Évian a pris de la bouteille

«ETG» : le diminutif d’Évian-Thonon-Gaillard sonne un brin artificiel aux oreilles des traditionalistes, mais deviendrait vite reconnu de tous si cette première saison en Ligue 2 était déjà ponctuée d’une promotion dans l’élite…

Le «si» demeure en effet de mise, car alors que les bouteilles (pas d’Evian, mais de champagne) étaient au frigo après la facile victoire face au Mans, l’avance de l’ETG sur le premier non-promu s’est liquéfiée en deux journées de championnat, passant de 6 à 2 points (mais en gardant un excellent goal-average). À trois journées de la fin, le trio de promus virtuels est au même nombre de points, proposant un final haletant pour une saison serrée au possible. 58 points en 35 matchs pour l’ETG, c’est autant que Lugano en Challenge League, qui a pourtant joué neuf fois de moins !Le cas échéant, le grand public sera tiraillé entre l’intérêt de voir un nouveau département accéder à l’élite française (jamais un représentant haut-savoyard, ni savoyard d’ailleurs, n’a atteint la première division !) et l’indifférence face à un club en apparence dépourvu de tradition. Car son image est celle un peu bâtarde d’une équipe première issue d’une ribambelle de fusions ayant en particulier abouti, en 2007, à celle entre les Croix-de-Savoie et l’Olympique Thonon-Chablais (dont les aïeux avaient tout de même goûté à la seconde division au début des années quatre-vingt) ; tout cela en étant racheté en 2005 par Franck Riboud, PDG du groupe Danone, le propriétaire des eaux d’Évian. Ainsi, la ville thermale, qui a sportivement autant à voir avec l’ETG qu’Henniez avec le FC Glaris, trône désormais en tête d’affiche, le logo du club reprenant même la typographie de la marque. Et même si on sent une hésitation dans les chants des supporters, ceux ayant passé du «Allez Croix-de-Savoie» à «Allez Évian» semblent en progression (le «Cé qu’è lainô» demeurant toutefois guère populaire…) ;  joli coup marketing que de faire chanter le nom d’un sponsor, même si cela ne manque pas d’en agacer plus d’un.
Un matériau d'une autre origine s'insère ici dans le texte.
//! Subscriber trait and its type-erased form.
//!
//! A subscriber sees, in order: one subscription, zero or more values (never
//! more than the demand it granted), and at most one [`Completion`].

use crate::{demand::Demand, subscription::SubscriptionRef};

/// Terminal event of a stream.
#[derive(Debug, Clone, Copy, PartialEq, Eq, Hash)]
pub enum Completion<E> {
  Finished,
  Failed(E),
}

impl<E> Completion<E> {
  #[inline]
  pub fn is_failure(&self) -> bool { matches!(self, Completion::Failed(_)) }

  /// Convert the failure value, keeping `Finished` as is.
  pub fn map_err<F>(self, f: impl FnOnce(E) -> F) -> Completion<F> {
    match self {
      Completion::Finished => Completion::Finished,
      Completion::Failed(err) => Completion::Failed(f(err)),
    }
  }

  pub fn as_ref(&self) -> Completion<&E> {
    match self {
      Completion::Finished => Completion::Finished,
      Completion::Failed(err) => Completion::Failed(err),
    }
  }
}

impl<E> From<Result<(), E>> for Completion<E> {
  fn from(result: Result<(), E>) -> Self {
    match result {
      Ok(()) => Completion::Finished,
      Err(err) => Completion::Failed(err),
    }
  }
}

/// Consumer side of the protocol.
///
/// `receive_completion` consumes the subscriber: once a terminal event is
/// delivered nothing else can be.
pub trait Subscriber<Input, Failure>: Send + 'static {
  /// Called once, before anything else. The subscriber keeps the handle to
  /// grant demand and to cancel.
  fn receive_subscription(&mut self, subscription: SubscriptionRef);

  /// Called for each value. The return value is *additional* demand granted
  /// on top of what is still outstanding.
  fn receive(&mut self, input: Input) -> Demand;

  fn receive_completion(self, completion: Completion<Failure>);
}

/// Object-safe mirror of [`Subscriber`], used only to box subscribers at API
/// boundaries.
pub trait DynSubscriber<Input, Failure>: Send + 'static {
  fn box_receive_subscription(&mut self, subscription: SubscriptionRef);
  fn box_receive(&mut self, input: Input) -> Demand;
  fn box_receive_completion(self: Box<Self>, completion: Completion<Failure>);
}

impl<S, Input, Failure> DynSubscriber<Input, Failure> for S
where
  S: Subscriber<Input, Failure>,
{
  #[inline]
  fn box_receive_subscription(&mut self, subscription: SubscriptionRef) {
    self.receive_subscription(subscription)
  }

  #[inline]
  fn box_receive(&mut self, input: Input) -> Demand { self.receive(input) }

  #[inline]
  fn box_receive_completion(self: Box<Self>, completion: Completion<Failure>) {
    (*self).receive_completion(completion)
  }
}

pub type BoxedSubscriber<Input, Failure> = Box<dyn DynSubscriber<Input, Failure>>;

impl<Input: 'static, Failure: 'static> Subscriber<Input, Failure>
  for BoxedSubscriber<Input, Failure>
{
  #[inline]
  fn receive_subscription(&mut self, subscription: SubscriptionRef) {
    (**self).box_receive_subscription(subscription)
  }

  #[inline]
  fn receive(&mut self, input: Input) -> Demand { (**self).box_receive(input) }

  #[inline]
  fn receive_completion(self, completion: Completion<Failure>) {
    self.box_receive_completion(completion)
  }
}

#[cfg(test)]
mod tests {
  use super::*;
  use crate::{rc::MutArc, subscription::EmptySubscription};

  struct Collect(MutArc<Vec<i32>>, MutArc<Option<Completion<()>>>);

  impl Subscriber<i32, ()> for Collect {
    fn receive_subscription(&mut self, subscription: SubscriptionRef) {
      subscription.request(Demand::Unlimited);
    }

    fn receive(&mut self, input: i32) -> Demand {
      self.0.lock().push(input);
      Demand::NONE
    }

    fn receive_completion(self, completion: Completion<()>) { *self.1.lock() = Some(completion); }
  }

  #[test]
  fn boxed_subscriber_forwards_everything() {
    let values = MutArc::own(vec![]);
    let done = MutArc::own(None);
    let mut boxed: BoxedSubscriber<i32, ()> = Box::new(Collect(values.clone(), done.clone()));
    boxed.receive_subscription(EmptySubscription::shared());
    boxed.receive(1);
    boxed.receive(2);
    boxed.receive_completion(Completion::Failed(()));
    assert_eq!(*values.lock(), vec![1, 2]);
    assert_eq!(*done.lock(), Some(Completion::Failed(())));
  }

  #[test]
  fn completion_helpers() {
    let failed: Completion<&str> = Err("boom").into();
    assert!(failed.is_failure());
    assert_eq!(failed.map_err(str::len), Completion::Failed(4));
    assert_eq!(Completion::<()>::from(Ok(())), Completion::Finished);
  }
}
Quoi qu’il en soit, ses ambitions grandissantes ont contraint le club à déménager de Gaillard à Thonon (et son vétuste stade Joseph-Moynat au nom pas top point de vue marketing), puis au Parc des sports d’Annecy, ce après la tentative d’évoluer au Stade de Genève, avortée par l’UEFA. Or, Thonon-Annecy, merci viamichelin.fr, c’est 75 km, 1h10 de voiture (ou, alternativement, certainement pas loin de la journée en transports publics) et 4 euros de péage par trajet : autant dire que la bourse (et les bourses) du smicard moyen en souffre, alors que le cadre empressé et à l’aise financièrement (c’est-à-dire bossant en Helvétie…) est incité à délaisser ce loisir chronophage. L’ancrage local en souffre donc et l’affluence s’en ressent, l’ETG figurant à un peu flatteur 15e rang sur 20 avec sa moyenne de 5’008 spectateurs (ce qui doit malgré tout faire pâlir d’envie le FC Annecy, qui végète dans l’anonymat de la division d’honneur régionale et ne doit plus guère se sentir chez lui). Quoi qu’il en soit, Seynod, en banlieue sud-ouest d’Annecy, est l’un des deux endroits retenus pour le futur stade d’environ 15’000 places, même si l’option privilégiée demeure Ville-la-Grand la frontalière, dont la belle zone industrielle grouille chaque samedi de Genevois aux cabas débordant de viandes et biscuits achetés à vil prix.
Vient par conséquent la question tabou (mais rien ne fait peur à un envoyé spécial de Carton Rouge à Annecy…) : les Genevois daigneraient-ils prolonger leur bucolique sortie shopping pour voir évoluer l’ETG en Ligue 1, ou du moins ses contradicteurs davantage renommés ? Au vu des réactions observées à gauche et à droite, les plus hypocrites répondront que la bidoche fraîche ne supporterait pas de passer la soirée dans la voiture. Les autres, pour la plupart, avoueront qu’il vaut mieux continuer à se coltiner quelques années encore les joutes dantesques face à Wohlen, Locarno et consorts que de trahir le club de son coeur pour accompagner les ennemis de 1602 dans leurs pérégrinations footballistiques ; et on ne parle même pas de les encourager… Finalement, cela paraît aussi inconcevable que de soutenir le FC Sion lorsqu’il joue ses (rares) matches de Coupe d’Europe au Stade de G’nève.  C’est un peu malheureux, mais ni la notion d’agglomération genevoise transfrontalière ou de solidarité romande, ni l’intérêt sportif ne semblent justifier une quelconque infidélité. Reste à espérer, pour les supporters grenat, que le fameux club étranger racheté par Majid Pishyar ne soit pas l’ETG !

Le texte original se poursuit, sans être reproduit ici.